[Task to complete] With the records below as input, work out how many lines include the word "replaced". Give only the number.

[Given information]

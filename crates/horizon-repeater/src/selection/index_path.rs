//! Hierarchical positions.

use std::fmt;

/// The position of an item in a possibly nested collection: one index per
/// level, outermost first.
///
/// Paths order in pre-order: a parent sorts before its children, and siblings
/// sort by index.
///
/// ```
/// use horizon_repeater::IndexPath;
///
/// let path = IndexPath::from([2, 1]);
/// assert_eq!(path.parent(), Some(IndexPath::from_index(2)));
/// assert!(IndexPath::from_index(2) < path);
/// assert!(path < IndexPath::from_index(3));
/// ```
#[derive(Debug, Clone, PartialEq, Eq, Hash, PartialOrd, Ord, Default)]
pub struct IndexPath(Vec<usize>);

impl IndexPath {
    pub fn new(indices: Vec<usize>) -> Self {
        Self(indices)
    }

    /// A single-level path.
    pub fn from_index(index: usize) -> Self {
        Self(vec![index])
    }

    /// The empty path, addressing the root collection itself.
    pub fn root() -> Self {
        Self(Vec::new())
    }

    #[inline]
    pub fn len(&self) -> usize {
        self.0.len()
    }

    #[inline]
    pub fn is_empty(&self) -> bool {
        self.0.is_empty()
    }

    /// The index at `level`.
    pub fn get(&self, level: usize) -> Option<usize> {
        self.0.get(level).copied()
    }

    pub fn indices(&self) -> &[usize] {
        &self.0
    }

    /// The index within the innermost collection.
    pub fn last(&self) -> Option<usize> {
        self.0.last().copied()
    }

    /// This path extended by one level.
    pub fn child(&self, index: usize) -> Self {
        let mut indices = Vec::with_capacity(self.0.len() + 1);
        indices.extend_from_slice(&self.0);
        indices.push(index);
        Self(indices)
    }

    /// This path without its last level. `None` for the root.
    pub fn parent(&self) -> Option<Self> {
        let (_, parent) = self.0.split_last()?;
        Some(Self(parent.to_vec()))
    }

    /// Whether `self` is a strict prefix of `other`.
    pub fn is_ancestor_of(&self, other: &IndexPath) -> bool {
        self.0.len() < other.0.len() && other.0.starts_with(&self.0)
    }

    /// The same path with the last index replaced.
    pub(crate) fn with_last(&self, index: usize) -> Self {
        let mut indices = self.0.clone();
        match indices.last_mut() {
            Some(last) => *last = index,
            None => indices.push(index),
        }
        Self(indices)
    }

    /// The same path with the index at `level` replaced.
    pub(crate) fn with_index_at(&self, level: usize, index: usize) -> Self {
        let mut indices = self.0.clone();
        if let Some(slot) = indices.get_mut(level) {
            *slot = index;
        }
        Self(indices)
    }
}

impl From<Vec<usize>> for IndexPath {
    fn from(indices: Vec<usize>) -> Self {
        Self(indices)
    }
}

impl From<&[usize]> for IndexPath {
    fn from(indices: &[usize]) -> Self {
        Self(indices.to_vec())
    }
}

impl<const N: usize> From<[usize; N]> for IndexPath {
    fn from(indices: [usize; N]) -> Self {
        Self(indices.to_vec())
    }
}

impl fmt::Display for IndexPath {
    fn fmt(&self, f: &mut fmt::Formatter<'_>) -> fmt::Result {
        f.write_str("[")?;
        for (i, index) in self.0.iter().enumerate() {
            if i > 0 {
                f.write_str(".")?;
            }
            write!(f, "{index}")?;
        }
        f.write_str("]")
    }
}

[Exercise result] 2